このあいだ長男のための移行支援会議があった。
メンバーは学校の担任の先生と進路部の先生、学校教育コーディネーターさん、市の福祉事務所の人、施設長さん、作業所長さん、主治医の先生、市の障がい者相談支援センター職員さん二名、県の相談支援センター職員さん、そして私と主人。十二名だ。
移行とはいうまでもなく、学校から卒業後の進路先への移行という意味だ。
しかし、あらためてこういう時期になってきたのかという事実にしみじみする。
ほんとうはここ数週間はしみじみできないほどに気持ちの余裕のない状態だった。
進路先が決まったのはいいけれど、ほんとにこれで良かったのかという気持ちでいつまでも揺らいでいた。
二度目の支援会議で主治医の先生が言って下さった「週五日間を同じ場所で日中活動を行うのがこういう人たちにとってベストである」という意見とは別の方向に決定されたこと。
とはいえ、施設と作業所とで五日の日中活動がとりあえず埋まったことでほっとしていること、そうなるまでに学校その他関係者、色々な人の力添えや支援が積み重ねられていること、そのことへの感謝を持ちながらも、やはりもう少し違う結果を期待してしまっていたという親の思い。
この結果をにこやかに大人の笑顔のみで受け入れたらたぶんもっと話は穏やかに収まるはずだが、それは自分の気持ちにふたをすることになる。
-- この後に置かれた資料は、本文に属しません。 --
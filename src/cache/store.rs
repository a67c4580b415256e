//! Cache Store Module
//!
//! The public cache: coordinates the memory tier, the disk tier and lazy
//! expiration.
//!
//! Every operation touches the memory tier synchronously on the caller's
//! thread and defers its disk half to the instance's disk worker. The two
//! tiers are not transactional: a write whose disk half fails stays
//! memory-only until it is evicted or the process exits.

use std::path::PathBuf;
use std::sync::Arc;

use parking_lot::Mutex;
use serde::{de::DeserializeOwned, Serialize};
use tracing::{debug, info, warn};

use crate::cache::{
    codec, CacheEntry, CacheIdentifier, CacheStats, Completion, DiskTier, ExpiresAfter,
    MemoryTier,
};
use crate::config::CacheConfig;
use crate::error::{CacheError, Result};
use crate::tasks::{spawn_disk_worker, DiskQueue};

// == Cache Location ==
/// The tier that served a read or ended up holding a write.
#[derive(Debug, Clone, Copy, PartialEq, Eq, Hash, Serialize)]
#[serde(rename_all = "lowercase")]
pub enum CacheLocation {
    Memory,
    Disk,
}

/// A value found by [`Cache::get`].
#[derive(Debug, Clone, PartialEq)]
pub struct Hit<V> {
    pub value: V,
    pub location: CacheLocation,
}

struct Inner<V> {
    name: String,
    root: Option<PathBuf>,
    memory: Mutex<MemoryTier<V>>,
    stats: Mutex<CacheStats>,
    queue: DiskQueue,
}

// == Cache ==
/// Two-tier key/value cache.
///
/// Cloning is cheap and every clone shares the same tiers and disk worker.
/// Separate caches opened with the same name share only the directory: last
/// atomic write wins, memory tiers are independent.
pub struct Cache<V> {
    inner: Arc<Inner<V>>,
}

impl<V> Clone for Cache<V> {
    fn clone(&self) -> Self {
        Self {
            inner: Arc::clone(&self.inner),
        }
    }
}

impl<V> std::fmt::Debug for Cache<V> {
    fn fmt(&self, f: &mut std::fmt::Formatter<'_>) -> std::fmt::Result {
        f.debug_struct("Cache")
            .field("name", &self.inner.name)
            .field("root", &self.inner.root)
            .finish_non_exhaustive()
    }
}

impl<V> Cache<V>
where
    V: Serialize + DeserializeOwned + Clone + Send + Sync + 'static,
{
    // == Open ==
    /// Opens a cache named `name` using configuration from the environment.
    ///
    /// See [`Cache::open_with`].
    pub fn open(name: &str) -> Result<Self> {
        Self::open_with(name, CacheConfig::from_env())
    }

    /// Opens a cache named `name`.
    ///
    /// The disk root is `<base>/<app identifier>.<name>`; it is created on the
    /// disk worker, never on the caller's thread. If it cannot be resolved
    /// the cache runs memory-only.
    ///
    /// # Errors
    /// Returns `Runtime` when called outside a Tokio runtime.
    pub fn open_with(name: &str, config: CacheConfig) -> Result<Self> {
        let disk = DiskTier::resolve(name, &config).unwrap_or_else(|e| {
            warn!(cache = name, error = %e, "disk tier unavailable, running memory-only");
            DiskTier::unavailable()
        });
        let root = disk.root_path(false).ok();

        let (queue, _worker) = spawn_disk_worker(disk)?;
        queue.submit("prepare", |disk| {
            if let Err(e) = disk.root_path(true) {
                warn!(error = %e, "failed to create cache directory");
            }
        });

        info!(
            cache = name,
            root = ?root,
            memory_capacity = config.memory_capacity,
            "cache opened"
        );

        Ok(Self {
            inner: Arc::new(Inner {
                name: name.to_string(),
                root,
                memory: Mutex::new(MemoryTier::new(config.memory_capacity)),
                stats: Mutex::new(CacheStats::new()),
                queue,
            }),
        })
    }

    // == Get ==
    /// Looks up `key`.
    ///
    /// A fresh memory entry resolves immediately. An expired memory entry
    /// resolves to `None` without consulting disk. Otherwise the disk tier is
    /// read on the worker; a fresh, decodable entry is copied back into memory
    /// and reported with [`CacheLocation::Disk`]. Missing, unreadable,
    /// corrupt and expired files all resolve to `None`. Expired entries are
    /// never deleted here.
    ///
    /// # Errors
    /// Returns `InvalidKey` if the key cannot be hashed.
    pub fn get(&self, key: &str) -> Result<Completion<Option<Hit<V>>>> {
        let id = CacheIdentifier::from_key(key)?;

        let (cached, seen_revision) = {
            let mut memory = self.inner.memory.lock();
            (memory.get(&id), memory.revision())
        };

        if let Some(entry) = cached {
            if entry.is_expired() {
                debug!(key, "memory entry expired");
                self.inner.stats.lock().record_miss();
                return Ok(Completion::ready(None));
            }

            debug!(key, "memory hit");
            self.inner.stats.lock().record_memory_hit();
            return Ok(Completion::ready(Some(Hit {
                value: entry.payload.clone(),
                location: CacheLocation::Memory,
            })));
        }

        let (tx, completion) = Completion::channel(None);
        let inner = Arc::clone(&self.inner);
        self.inner.queue.submit("read", move |disk| {
            let hit = inner.read_through(disk, id, seen_revision);
            let _ = tx.send(hit);
        });

        Ok(completion)
    }

    // == Set ==
    /// Stores `value` under `key`, optionally expiring `expires_after` past
    /// now.
    ///
    /// The memory tier is updated before this returns. The completion
    /// resolves to [`CacheLocation::Disk`] once the entry file is written, or
    /// [`CacheLocation::Memory`] if encoding or writing failed.
    ///
    /// # Errors
    /// Returns `InvalidKey` if the key cannot be hashed; nothing is stored.
    pub fn set(
        &self,
        key: &str,
        value: V,
        expires_after: Option<ExpiresAfter>,
    ) -> Result<Completion<CacheLocation>> {
        let id = CacheIdentifier::from_key(key)?;
        let entry = Arc::new(CacheEntry::new(key, value, expires_after));

        self.inner.memory.lock().put(id.clone(), Arc::clone(&entry));

        let (tx, completion) = Completion::channel(CacheLocation::Memory);
        let inner = Arc::clone(&self.inner);
        self.inner.queue.submit("write", move |disk| {
            let written = codec::encode(entry.as_ref()).and_then(|bytes| disk.write(&id, &bytes));
            let location = match written {
                Ok(()) => CacheLocation::Disk,
                Err(e) => {
                    warn!(
                        key = %entry.original_key,
                        error = %e,
                        "disk write failed, entry is memory-only"
                    );
                    inner.stats.lock().record_disk_write_failure();
                    CacheLocation::Memory
                }
            };
            let _ = tx.send(location);
        });

        Ok(completion)
    }

    // == Remove ==
    /// Removes `key` from both tiers. Removing an absent key is a no-op.
    ///
    /// # Errors
    /// Returns `InvalidKey` if the key cannot be hashed.
    pub fn remove(&self, key: &str) -> Result<Completion<()>> {
        let id = CacheIdentifier::from_key(key)?;
        self.inner.memory.lock().remove(&id);

        let (tx, completion) = Completion::channel(());
        self.inner.queue.submit("remove", move |disk| {
            if let Err(e) = disk.remove(&id) {
                warn!(id = %id, error = %e, "failed to remove entry file");
            }
            let _ = tx.send(());
        });

        Ok(completion)
    }

    // == Clear ==
    /// Removes every entry from both tiers. The cache stays usable.
    pub fn clear(&self) -> Completion<()> {
        self.inner.memory.lock().clear();

        let (tx, completion) = Completion::channel(());
        self.inner.queue.submit("clear", move |disk| {
            if let Err(e) = disk.clear_all() {
                warn!(error = %e, "failed to clear cache directory");
            }
            let _ = tx.send(());
        });

        completion
    }
}

impl<V> Cache<V> {
    // == Evict ==
    /// Drops `key` from the memory tier only, as memory pressure would. The
    /// entry file is untouched and a later `get` reads it back from disk.
    ///
    /// Returns whether an entry was dropped.
    ///
    /// # Errors
    /// Returns `InvalidKey` if the key cannot be hashed.
    pub fn evict(&self, key: &str) -> Result<bool> {
        let id = CacheIdentifier::from_key(key)?;
        Ok(self.inner.memory.lock().evict(&id))
    }

    // == Flush ==
    /// Resolves once every disk operation submitted before it has finished.
    pub fn flush(&self) -> Completion<()> {
        let (tx, completion) = Completion::channel(());
        self.inner.queue.submit("flush", move |_| {
            let _ = tx.send(());
        });
        completion
    }

    // == Stats ==
    /// Returns current cache statistics.
    pub fn stats(&self) -> CacheStats {
        let (evictions, memory_entries) = {
            let memory = self.inner.memory.lock();
            (memory.evictions(), memory.len())
        };

        let mut stats = self.inner.stats.lock().clone();
        stats.evictions = evictions;
        stats.memory_entries = memory_entries;
        stats
    }

    /// The name the cache was opened with.
    pub fn name(&self) -> &str {
        &self.inner.name
    }

    /// Root directory of the disk tier, None when running memory-only.
    pub fn root_path(&self) -> Option<&PathBuf> {
        self.inner.root.as_ref()
    }

    /// Path of the entry file `key` maps to.
    ///
    /// # Errors
    /// Returns `InvalidKey` if the key cannot be hashed and `DirectoryUnavailable`
    /// when running memory-only.
    pub fn entry_path(&self, key: &str) -> Result<PathBuf> {
        let id = CacheIdentifier::from_key(key)?;
        self.inner
            .root
            .as_ref()
            .map(|root| root.join(id.as_str()))
            .ok_or_else(|| CacheError::directory_unavailable("cache is memory-only"))
    }
}

impl<V> Inner<V>
where
    V: DeserializeOwned + Clone,
{
    /// Disk half of `get`; runs on the worker.
    fn read_through(
        &self,
        disk: &DiskTier,
        id: CacheIdentifier,
        seen_revision: u64,
    ) -> Option<Hit<V>> {
        let entry = match disk.read(&id).and_then(|bytes| codec::decode::<V>(&bytes)) {
            Ok(entry) => entry,
            Err(CacheError::NotFound(_)) => {
                debug!(id = %id, "miss");
                self.stats.lock().record_miss();
                return None;
            }
            Err(e) => {
                warn!(id = %id, error = %e, "unreadable entry treated as miss");
                self.stats.lock().record_miss();
                return None;
            }
        };

        if entry.is_expired() {
            debug!(key = %entry.original_key, "disk entry expired");
            self.stats.lock().record_miss();
            return None;
        }

        let value = entry.payload.clone();
        let filled = self
            .memory
            .lock()
            .fill(id, Arc::new(entry), seen_revision);
        if !filled {
            debug!("memory tier changed during disk read, not repopulating");
        }

        self.stats.lock().record_disk_hit();
        Some(Hit {
            value,
            location: CacheLocation::Disk,
        })
    }
}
結局、正直に不安な気持ちと感謝の気持ちとを両方を述べた。その施設は比較的障がいの重い人を受け入れている施設で長男が「重いから」受け入れ日数を制限するという話ではない。が、重いからこそ手薄な状態になってはいけないという現実問題もあり、受け入れのキャパは決まっていて、受け入れるためのスタッフも少なければ、利用日数や利用者数を制限せざるをえないのは当然の流れとなる。
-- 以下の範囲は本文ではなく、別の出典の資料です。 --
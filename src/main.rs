//! Duocache command line
//!
//! Inspect and modify a named cache from the shell. Each invocation starts
//! with a cold memory tier, so reads are served from disk.

use anyhow::{Context, Result};
use clap::{Parser, Subcommand};
use serde_json::Value;
use tracing::debug;
use tracing_subscriber::{layer::SubscriberExt, util::SubscriberInitExt};

use duocache::{Cache, CacheConfig, ExpiresAfter};

#[derive(Debug, Parser)]
#[command(name = "duocache", version, about = "Two-tier key/value cache")]
struct Cli {
    /// Name of the cache to operate on
    #[arg(long, short, default_value = "default", env = "DUOCACHE_NAME")]
    name: String,

    #[command(subcommand)]
    command: Command,
}

#[derive(Debug, Subcommand)]
enum Command {
    /// Print the value stored under a key
    Get { key: String },
    /// Store a value (JSON, or a plain string if it does not parse)
    Set {
        key: String,
        value: String,
        /// Expiry such as 30s, 5m, 1d12h, 3mo or 1y
        #[arg(long, short)]
        expires: Option<ExpiresAfter>,
    },
    /// Remove a key from both tiers
    Remove { key: String },
    /// Remove every entry
    Clear,
}

#[tokio::main]
async fn main() -> Result<()> {
    // Defaults to "info"; override with RUST_LOG. Logs go to stderr, values to stdout
    tracing_subscriber::registry()
        .with(
            tracing_subscriber::EnvFilter::try_from_default_env()
                .unwrap_or_else(|_| "duocache=info".into()),
        )
        .with(tracing_subscriber::fmt::layer().with_writer(std::io::stderr))
        .init();

    let cli = Cli::parse();
    let config = CacheConfig::from_env();
    debug!(?config, "configuration loaded");

    let cache: Cache<Value> = Cache::open_with(&cli.name, config)
        .with_context(|| format!("failed to open cache '{}'", cli.name))?;

    match cli.command {
        Command::Get { key } => match cache.get(&key)?.await {
            Some(hit) => {
                println!("{}", serde_json::to_string_pretty(&hit.value)?);
                eprintln!("(from {:?})", hit.location);
            }
            None => {
                eprintln!("{}: not cached", key);
                std::process::exit(1);
            }
        },
        Command::Set {
            key,
            value,
            expires,
        } => {
            let value = serde_json::from_str(&value).unwrap_or(Value::String(value));
            let location = cache.set(&key, value, expires)?.await;
            match expires {
                Some(expires) => println!("stored {} in {:?}, expires after {}", key, location, expires),
                None => println!("stored {} in {:?}", key, location),
            }
        }
        Command::Remove { key } => {
            cache.remove(&key)?.await;
            println!("removed {}", key);
        }
        Command::Clear => {
            cache.clear().await;
            println!("cleared {}", cache.name());
        }
    }

    Ok(())
}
が、いざそれが自分の身内にふりかかってくるとモヤモヤした思いにとらわれてすんなり気持ちが整理できなかった。頭ではわかっているのだが、それが心の真ん中にすとんと落ちてこなかった。が今回は、あえて無理矢理整理しようとせずに、逡巡したままのありのままの気持ちを自分なりにではあるけれど述べれたように思う。言いながら これって、もし私が親側の席ではなく、支援者側の席に座っていたら、親のエゴだなと感じるのだろうなと思ったが、こちら側に座っている立場の人間の気持ちが語れるのは今こちら側に座っている自分しかいないから・・。
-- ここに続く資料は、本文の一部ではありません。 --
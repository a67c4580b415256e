//! Completion Module
//!
//! Future handed back by every cache operation.

use std::future::Future;
use std::pin::Pin;
use std::task::{Context, Poll};

use tokio::sync::oneshot;

// == Completion ==
/// Resolves once the asynchronous part of a cache operation has finished.
///
/// The synchronous part (memory tier access) has already happened by the
/// time a `Completion` is returned, so dropping it without awaiting only
/// discards the result. A completion always resolves exactly once; if the
/// disk worker went away it resolves to the degraded outcome it was built
/// with.
#[derive(Debug)]
pub struct Completion<T> {
    state: State<T>,
}

#[derive(Debug)]
enum State<T> {
    Ready(Option<T>),
    Waiting {
        rx: oneshot::Receiver<T>,
        fallback: Option<T>,
    },
}

// No field is structurally pinned.
impl<T> Unpin for Completion<T> {}

impl<T> Completion<T> {
    /// A completion that resolves immediately.
    pub(crate) fn ready(value: T) -> Self {
        Self {
            state: State::Ready(Some(value)),
        }
    }

    /// A completion fed by the disk worker. `fallback` is yielded if the
    /// sender is dropped without sending.
    pub(crate) fn channel(fallback: T) -> (oneshot::Sender<T>, Self) {
        let (tx, rx) = oneshot::channel();
        let completion = Self {
            state: State::Waiting {
                rx,
                fallback: Some(fallback),
            },
        };
        (tx, completion)
    }

    /// Whether the result is available without waiting.
    pub fn is_ready(&self) -> bool {
        matches!(self.state, State::Ready(_))
    }
}

impl<T> Future for Completion<T> {
    type Output = T;

    fn poll(self: Pin<&mut Self>, cx: &mut Context<'_>) -> Poll<T> {
        let this = self.get_mut();
        match &mut this.state {
            State::Ready(value) => {
                Poll::Ready(value.take().expect("Completion polled after it resolved"))
            }
            State::Waiting { rx, fallback } => match Pin::new(rx).poll(cx) {
                Poll::Ready(Ok(value)) => Poll::Ready(value),
                Poll::Ready(Err(_)) => Poll::Ready(
                    fallback
                        .take()
                        .expect("Completion polled after it resolved"),
                ),
                Poll::Pending => Poll::Pending,
            },
        }
    }
}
だが、進路先の人たちも誠意を持って親の質問などに答えて下さったし、受け入れ日数は少なくても、その受け入れた日数はきちんと個別のプログラムを作成して責任をもってサポートするということ、いずれ受け入れ枠を広げてより多くの人が利用できるように方向づけていくつもりもあるということを明言してくださったので少し安心した。
日数が制限されているということから、長男の受け入れが暫定的なもので、その施設や作業所の人間として所属することができないような、そういう心配が私にはあったのだが、「これは正式に契約を交わすということなので、利用日数が少ないから古川君が宙に浮いた状態であるという意味では決してない」「いったん受け入れた子の支援を途中でやめるということは今までに一度もない」ということも話された。だから少しほっとした。
もし、かりに一カ所での受け入れが決定したとしてもその一カ所と本人との関係がうまくいかなければ総崩れになる可能性もあるのだから、通う場所が二カ所に分けられたのはあながち悪いことばかりともいえない・・という人もいた。
でも、実際に長男がどういう変化を見せるのかはまだ始まってみないとわからない。
今のところ、これがベストとは言い切れないがベターな方法なのだと自分に言い聞かせた。
今後、将来的なことも含めて現状をみなおしたりする場が必要なので、その話し合いの場と機会を半年ごとに開いてほしいということを要望したところ、最初はその話し合いは六月頃ということになった。